Today seems a bit different from what yesterday was like. Starkly different, actually. The past few months after my moving cities and shifting base have been nothing short of consuming on every single front. It’s been an emotional ride to not just pack up and leave but to also try and find some sort of footing in my new surroundings where I have no friends, no acquaintances, just nobody except my family and my husband; which in itself, is a lot and something I’m extremely thankful for. A lot of us never even get that much when we move.

It took a long, long time to accept this newness. When I was leaving Bangalore, I was advised by many to hold on to my job; the one thing that would be constant, a factor that would give me something to fall back on in this sea of unfamiliarity. Sometimes I wish I had listened to them and I find their imaginary I told you so fingers dancing in front of my face. But that wasn’t to be and like I’ve always said, a lot, if not the whole of me, believes that things happen for a reason.

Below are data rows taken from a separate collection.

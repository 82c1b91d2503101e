//! # Core Runtime Module
//!
//! Provides foundational runtime infrastructure for the playback core:
//! - Logging and tracing infrastructure
//! - Configuration management (bridge wiring)
//! - Event bus system
//!
//! ## Overview
//!
//! This crate contains the core runtime utilities that other modules depend on.
//! It establishes the logging conventions, the capability injection surface
//! and the event broadcasting mechanism used throughout the system.

pub mod config;
pub mod error;
pub mod events;
pub mod logging;

pub use error::{Error, Result};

However, I followed my heart and came to this new city armed without a job and far more suitcases than any airline permits for a domestic transfer. It was actually the longest check-in of my life what with 80 kgs in tow? Talk about baggage, I’ve got some serious issues. Puns and digressions aside, I arrived armed with not just that amount of luggage but with some unaccounted amount of courage, bravery and faith. It takes a lot for someone like me to accept change of such a magnitude. I wish I were more daring and fearless…I hope to be, some day. And so I gathered whatever I could and took the plunge.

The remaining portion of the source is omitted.